Long Island Man Sentenced to 15 Years in Prison for $35M Fraud

A Long Island man was sentenced Thursday to 15 years in prison for a $35 million fraud that a judge said wrecked investors' lives.

Mikhail Zemlyansky, 39, was led out of a Manhattan courtroom in shackles after U.S. District Judge J. Paul Oetken sentenced the Hewlett resident a year after a jury convicted him of racketeering conspiracy and other charges at a monthlong trial.

The judge said Zemlyansky spent millions of dollars from investors' on vacations and fancy cars and watches.

Oetken called him "sophisticated, deliberate and premeditated" as he carried out frauds that prosecutors said stretched from 2007 through 2012.

"He did not care about the many victims he defrauded out of millions of dollars," the judge said as he noted Zemlyansky's family and friends had packed the courtroom. "People need to understand this sort of criminal fraud is punished severely."

Prosecutors labeled him a leader in the largest single no-fault car insurance fraud scheme ever prosecuted. And they say two investment fraud schemes caused nearly 300 victims, some of them elderly, to lose about $17 million. In all, multiple frauds that included illegal gambling caused losses of nearly $36 million, prosecutors said.

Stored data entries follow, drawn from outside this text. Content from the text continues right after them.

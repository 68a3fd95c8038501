//! Groups and the group inheritance graph.

use serde::{Deserialize, Serialize};
use std::collections::{HashMap, HashSet, VecDeque};
use std::fmt;

use crate::error::{PermissionError, PermissionResult};
use crate::node::strip_record_suffix;
use crate::set::PermissionSet;

/// Case-insensitive group identifier, stored lower-cased.
#[derive(Debug, Clone, PartialEq, Eq, Hash, PartialOrd, Ord, Serialize, Deserialize)]
#[serde(from = "String", into = "String")]
pub struct GroupId(String);

impl GroupId {
    /// Create a group ID, trimming and lower-casing the input.
    #[must_use]
    pub fn new(raw: impl AsRef<str>) -> Self {
        Self(raw.as_ref().trim().to_lowercase())
    }

    /// Create a group ID from a stored membership record.
    ///
    /// Membership records look like `Rank|granted_by|timestamp|...`; only the
    /// part before the first `|` names the group.
    #[must_use]
    pub fn from_record(record: &str) -> Self {
        Self::new(strip_record_suffix(record))
    }

    /// The normalized identifier.
    #[must_use]
    pub fn as_str(&self) -> &str {
        &self.0
    }
}

impl fmt::Display for GroupId {
    fn fmt(&self, f: &mut fmt::Formatter<'_>) -> fmt::Result {
        f.write_str(&self.0)
    }
}

impl From<String> for GroupId {
    fn from(value: String) -> Self {
        Self::new(value)
    }
}

impl From<&str> for GroupId {
    fn from(value: &str) -> Self {
        Self::new(value)
    }
}

impl From<GroupId> for String {
    fn from(id: GroupId) -> Self {
        id.0
    }
}

/// A named group (rank) of permissions with ordered parents.
#[derive(Debug, Clone, PartialEq, Eq, Serialize, Deserialize)]
pub struct Group {
    /// Group identifier.
    pub id: GroupId,
    /// Human-readable name.
    pub display_name: String,
    /// Chat prefix shown for members whose primary group this is.
    pub prefix: String,
    /// Ordering weight; the highest-weight group is a profile's primary group.
    pub weight: i32,
    /// Optional display color.
    pub color: Option<String>,
    /// Permissions attached directly to this group.
    pub permissions: PermissionSet,
    /// Parent groups, in precedence order.
    pub parents: Vec<GroupId>,
}

impl Group {
    /// Create an empty group whose display name is its identifier.
    #[must_use]
    pub fn new(id: impl Into<GroupId>) -> Self {
        let id = id.into();
        Self {
            display_name: id.to_string(),
            id,
            prefix: String::new(),
            weight: 0,
            color: None,
            permissions: PermissionSet::new(),
            parents: Vec::new(),
        }
    }

    /// Set the weight.
    #[must_use]
    pub fn with_weight(mut self, weight: i32) -> Self {
        self.weight = weight;
        self
    }

    /// Set the chat prefix.
    #[must_use]
    pub fn with_prefix(mut self, prefix: impl Into<String>) -> Self {
        self.prefix = prefix.into();
        self
    }

    /// Set the display name.
    #[must_use]
    pub fn with_display_name(mut self, name: impl Into<String>) -> Self {
        self.display_name = name.into();
        self
    }

    /// Add a parent group. Duplicates are ignored.
    #[must_use]
    pub fn with_parent(mut self, parent: impl Into<GroupId>) -> Self {
        let parent = parent.into();
        if !self.parents.contains(&parent) {
            self.parents.push(parent);
        }
        self
    }

    /// Parse and add permission records.
    ///
    /// # Errors
    ///
    /// Returns [`PermissionError::InvalidPermissionFormat`] for the first
    /// record that fails to parse.
    pub fn with_permissions<I, S>(mut self, records: I) -> PermissionResult<Self>
    where
        I: IntoIterator<Item = S>,
        S: AsRef<str>,
    {
        for node in PermissionSet::from_records(records)? {
            self.permissions.insert(node);
        }
        Ok(self)
    }
}

/// All loaded groups, keyed by identifier.
#[derive(Debug, Clone, Default)]
pub struct GroupGraph {
    groups: HashMap<GroupId, Group>,
}

impl GroupGraph {
    /// Create an empty graph.
    #[must_use]
    pub fn new() -> Self {
        Self::default()
    }

    /// Look up a group (case-insensitive).
    #[must_use]
    pub fn get(&self, id: &GroupId) -> Option<&Group> {
        self.groups.get(id)
    }

    pub(crate) fn get_mut(&mut self, id: &GroupId) -> Option<&mut Group> {
        self.groups.get_mut(id)
    }

    /// Whether the group exists.
    #[must_use]
    pub fn contains(&self, id: &GroupId) -> bool {
        self.groups.contains_key(id)
    }

    /// Insert or replace a group, returning the previous one.
    pub fn insert(&mut self, group: Group) -> Option<Group> {
        self.groups.insert(group.id.clone(), group)
    }

    /// Remove a group, returning it.
    pub fn remove(&mut self, id: &GroupId) -> Option<Group> {
        self.groups.remove(id)
    }

    /// Number of groups.
    #[must_use]
    pub fn len(&self) -> usize {
        self.groups.len()
    }

    /// Whether no groups are loaded.
    #[must_use]
    pub fn is_empty(&self) -> bool {
        self.groups.is_empty()
    }

    /// Iterate over all groups in unspecified order.
    pub fn iter(&self) -> impl Iterator<Item = &Group> {
        self.groups.values()
    }

    /// Groups sorted by identifier.
    #[must_use]
    pub fn sorted(&self) -> Vec<&Group> {
        let mut groups: Vec<&Group> = self.groups.values().collect();
        groups.sort_by(|a, b| a.id.cmp(&b.id));
        groups
    }

    /// `id` plus every group that inherits from it, directly or transitively.
    ///
    /// Profiles joined to any of these groups see a change to `id`.
    #[must_use]
    pub fn dependents(&self, id: &GroupId) -> HashSet<GroupId> {
        let mut children: HashMap<&GroupId, Vec<&GroupId>> = HashMap::new();
        for group in self.groups.values() {
            for parent in &group.parents {
                children.entry(parent).or_default().push(&group.id);
            }
        }

        let mut seen = HashSet::from([id.clone()]);
        let mut queue = VecDeque::from([id]);
        while let Some(current) = queue.pop_front() {
            for child in children.get(current).into_iter().flatten() {
                if seen.insert((*child).clone()) {
                    queue.push_back(*child);
                }
            }
        }
        seen
    }

    /// Look for a cycle among `within`, considering only edges between
    /// members of `within`.
    ///
    /// Uses Kahn's algorithm twice. Walking from the most derived groups
    /// towards their parents leaves the cycle members and every ancestor of
    /// a cycle stuck; walking the stuck set from its roots back down then
    /// peels the ancestors off. Returns the remaining groups sorted (groups
    /// on a cycle, plus any group sitting on a path between two cycles), or
    /// `None` if the subgraph is acyclic.
    #[must_use]
    pub fn find_cycle<'a, I>(&self, within: I) -> Option<Vec<String>>
    where
        I: IntoIterator<Item = &'a GroupId>,
    {
        let members: HashSet<&GroupId> = within.into_iter().collect();
        let stuck = self.stuck_after_peeling(&members);
        if stuck.is_empty() {
            return None;
        }

        // Second pass over the stuck subgraph: a group with no stuck parent
        // cannot be on a cycle.
        let mut children: HashMap<&GroupId, Vec<&GroupId>> = HashMap::new();
        let mut parent_count: HashMap<&GroupId, usize> = HashMap::new();
        for id in &stuck {
            let parents = self.distinct_parents(id, &stuck);
            parent_count.insert(*id, parents.len());
            for parent in parents {
                children.entry(parent).or_default().push(*id);
            }
        }

        let mut queue: VecDeque<&GroupId> = parent_count
            .iter()
            .filter(|(_, count)| **count == 0)
            .map(|(id, _)| *id)
            .collect();
        while let Some(id) = queue.pop_front() {
            for child in children.get(id).into_iter().flatten() {
                if let Some(count) = parent_count.get_mut(*child) {
                    *count = count.saturating_sub(1);
                    if *count == 0 {
                        queue.push_back(*child);
                    }
                }
            }
        }

        let mut cycle: Vec<String> = parent_count
            .into_iter()
            .filter(|(_, count)| *count > 0)
            .map(|(id, _)| id.to_string())
            .collect();
        cycle.sort();
        Some(cycle)
    }

    /// Groups whose child count never drops to zero when the most derived
    /// groups are removed first.
    fn stuck_after_peeling<'a>(&'a self, members: &HashSet<&'a GroupId>) -> HashSet<&'a GroupId> {
        let mut in_degree: HashMap<&GroupId, usize> = members.iter().map(|id| (*id, 0)).collect();

        for id in members {
            for parent in self.distinct_parents(id, members) {
                if let Some(degree) = in_degree.get_mut(parent) {
                    *degree = degree.saturating_add(1);
                }
            }
        }

        let mut queue: VecDeque<&GroupId> = in_degree
            .iter()
            .filter(|(_, degree)| **degree == 0)
            .map(|(id, _)| *id)
            .collect();

        while let Some(id) = queue.pop_front() {
            for parent in self.distinct_parents(id, members) {
                if let Some(degree) = in_degree.get_mut(parent) {
                    *degree = degree.saturating_sub(1);
                    if *degree == 0 {
                        queue.push_back(parent);
                    }
                }
            }
        }

        in_degree
            .into_iter()
            .filter(|(_, degree)| *degree > 0)
            .map(|(id, _)| id)
            .collect()
    }

    fn distinct_parents<'a>(
        &'a self,
        id: &GroupId,
        members: &HashSet<&GroupId>,
    ) -> Vec<&'a GroupId> {
        let mut parents: Vec<&GroupId> = Vec::new();
        if let Some(group) = self.groups.get(id) {
            for parent in &group.parents {
                if members.contains(parent) && !parents.contains(&parent) {
                    parents.push(parent);
                }
            }
        }
        parents
    }

    /// Check the whole graph: every parent must exist and there must be no
    /// cycle. Returns every problem found.
    #[must_use]
    pub fn validate(&self) -> Vec<PermissionError> {
        let mut problems = Vec::new();
        for group in self.sorted() {
            for parent in &group.parents {
                if !self.contains(parent) {
                    problems.push(PermissionError::UnknownGroup {
                        group_id: parent.to_string(),
                    });
                }
            }
        }
        if let Some(groups) = self.find_cycle(self.groups.keys()) {
            problems.push(PermissionError::CyclicInheritance { groups });
        }
        problems
    }
}

impl FromIterator<Group> for GroupGraph {
    fn from_iter<T: IntoIterator<Item = Group>>(iter: T) -> Self {
        let mut graph = Self::new();
        for group in iter {
            graph.insert(group);
        }
        graph
    }
}

#[cfg(test)]
mod tests {
    use super::*;

    fn graph(edges: &[(&str, &[&str])]) -> GroupGraph {
        edges
            .iter()
            .map(|(id, parents)| {
                parents
                    .iter()
                    .fold(Group::new(*id), |group, parent| group.with_parent(*parent))
            })
            .collect()
    }

    #[test]
    fn test_group_id_is_case_insensitive() {
        assert_eq!(GroupId::new("  Admin "), GroupId::new("admin"));
        assert_eq!(GroupId::from_record("VIP|Twizzy|1712000000|null|").as_str(), "vip");
    }

    #[test]
    fn test_graph_lookup_is_case_insensitive() {
        let graph: GroupGraph = [Group::new("Default")].into_iter().collect();
        assert!(graph.contains(&GroupId::new("DEFAULT")));
        assert_eq!(graph.get(&"default".into()).unwrap().display_name, "default");
    }

    #[test]
    fn test_with_parent_ignores_duplicates() {
        let group = Group::new("mod").with_parent("default").with_parent("Default");
        assert_eq!(group.parents, vec![GroupId::new("default")]);
    }

    #[test]
    fn test_find_cycle_acyclic_diamond() {
        let g = graph(&[
            ("admin", &["mod", "builder"]),
            ("mod", &["default"]),
            ("builder", &["default"]),
            ("default", &[]),
        ]);
        let ids: Vec<GroupId> = g.iter().map(|group| group.id.clone()).collect();
        assert!(g.find_cycle(&ids).is_none());
    }

    #[test]
    fn test_find_cycle_two_groups() {
        let g = graph(&[("x", &["y"]), ("y", &["x"]), ("z", &[])]);
        let ids: Vec<GroupId> = g.iter().map(|group| group.id.clone()).collect();
        assert_eq!(g.find_cycle(&ids), Some(vec!["x".to_string(), "y".to_string()]));
    }

    #[test]
    fn test_find_cycle_self_parent() {
        let g = graph(&[("loop", &["loop"])]);
        assert_eq!(
            g.find_cycle([&GroupId::new("loop")]),
            Some(vec!["loop".to_string()])
        );
    }

    #[test]
    fn test_find_cycle_leaves_out_ancestors_and_descendants() {
        let g = graph(&[
            ("admin", &["x"]),
            ("x", &["y"]),
            ("y", &["x", "default"]),
            ("default", &["root"]),
            ("root", &[]),
        ]);
        let ids: Vec<GroupId> = g.iter().map(|group| group.id.clone()).collect();
        assert_eq!(g.find_cycle(&ids), Some(vec!["x".to_string(), "y".to_string()]));
    }

    #[test]
    fn test_with_permissions_merges_into_own_set() {
        let group = Group::new("mod")
            .with_permissions(["kick", "chat.*"])
            .unwrap()
            .with_permissions(["-kick"])
            .unwrap();
        assert_eq!(group.permissions.to_records(), vec!["chat.*", "-kick"]);
    }

    #[test]
    fn test_find_cycle_only_considers_members() {
        let g = graph(&[("x", &["y"]), ("y", &["x"]), ("solo", &["x"])]);
        assert!(g.find_cycle([&GroupId::new("solo")]).is_none());
    }

    #[test]
    fn test_dependents_follow_reverse_edges() {
        let g = graph(&[
            ("admin", &["mod"]),
            ("mod", &["default"]),
            ("builder", &["default"]),
            ("default", &[]),
            ("guest", &[]),
        ]);
        let deps = g.dependents(&GroupId::new("mod"));
        assert_eq!(
            deps,
            HashSet::from([GroupId::new("mod"), GroupId::new("admin")])
        );
        assert_eq!(g.dependents(&GroupId::new("default")).len(), 4);
    }

    #[test]
    fn test_validate_reports_missing_parents_and_cycles() {
        let g = graph(&[("x", &["y"]), ("y", &["x", "ghost"])]);
        let problems = g.validate();
        assert_eq!(problems.len(), 2);
        assert!(problems
            .iter()
            .any(|p| matches!(p, PermissionError::UnknownGroup { group_id } if group_id == "ghost")));
        assert!(problems
            .iter()
            .any(|p| matches!(p, PermissionError::CyclicInheritance { .. })));
    }
}
use super::{ConfigLayer, FieldSources};

/// Fold one layer's TOML tree into the accumulated configuration.
///
/// Tables merge key by key, so `[permissions] max_inheritance_depth = 4` in
/// the user file leaves `permissions.precedence` from lower layers intact.
/// Any other value replaces what it lands on; arrays such as
/// `logging.directives` are not concatenated. Every leaf the layer writes is
/// attributed to `layer` in `sources` under its dotted path.
pub fn merge_layer(
    merged: &mut toml::Value,
    layer_value: &toml::Value,
    layer: &ConfigLayer,
    sources: &mut FieldSources,
) {
    let mut path = Vec::new();
    merge_at(merged, layer_value, &mut path, layer, sources);
}

/// Attribute every leaf of `value` to `layer`.
///
/// Used for the embedded defaults, which seed the merge rather than overlay
/// it.
pub fn attribute_leaves(value: &toml::Value, layer: &ConfigLayer, sources: &mut FieldSources) {
    let mut path = Vec::new();
    attribute(value, &mut path, layer, sources);
}

fn merge_at<'a>(
    target: &mut toml::Value,
    incoming: &'a toml::Value,
    path: &mut Vec<&'a str>,
    layer: &ConfigLayer,
    sources: &mut FieldSources,
) {
    match (target, incoming) {
        (toml::Value::Table(existing), toml::Value::Table(table)) => {
            for (key, value) in table {
                path.push(key);
                if let Some(slot) = existing.get_mut(key) {
                    merge_at(slot, value, path, layer, sources);
                } else {
                    existing.insert(key.clone(), value.clone());
                    attribute(value, path, layer, sources);
                }
                path.pop();
            }
        },
        (target, incoming) => {
            *target = incoming.clone();
            attribute(incoming, path, layer, sources);
        },
    }
}

fn attribute<'a>(
    value: &'a toml::Value,
    path: &mut Vec<&'a str>,
    layer: &ConfigLayer,
    sources: &mut FieldSources,
) {
    if let toml::Value::Table(table) = value {
        for (key, child) in table {
            path.push(key);
            attribute(child, path, layer, sources);
            path.pop();
        }
    } else if !path.is_empty() {
        sources.insert(path.join("."), layer.clone());
    }
}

U.S. Attorney Preet Bharara said Zemlyansky was driven by "insatiable greed." But defense lawyer Gary Becker called him kindhearted, generous and charitable.

Prosecutors said Zemlyansky and co-conspirators transferred millions of dollars from investors overseas to shell companies in Eastern Europe, where money was converted into cash and returned to the United States.

They said Zemlyansky defrauded car insurance companies of hundreds of millions of dollars by creating and operating medical clinics that provided unnecessary or excessive medical treatments to take advantage of a no-fault insurance law that requires prompt payment for medical treatment.

In court papers, prosecutors said Zemlyansky lived a lavish life, spoiling himself with $100,000 luxury cars and $50,000 watches.

Oetken ordered Zemlyansky to pay a $50,000 fine and $29.5 million restitution.

Becker had asked that his client be sentenced to five years in prison, saying a day more would be excessive. Prosecutors had requested that he be sentenced to prison for well over 25 years, the length of time the Probation Department had recommended.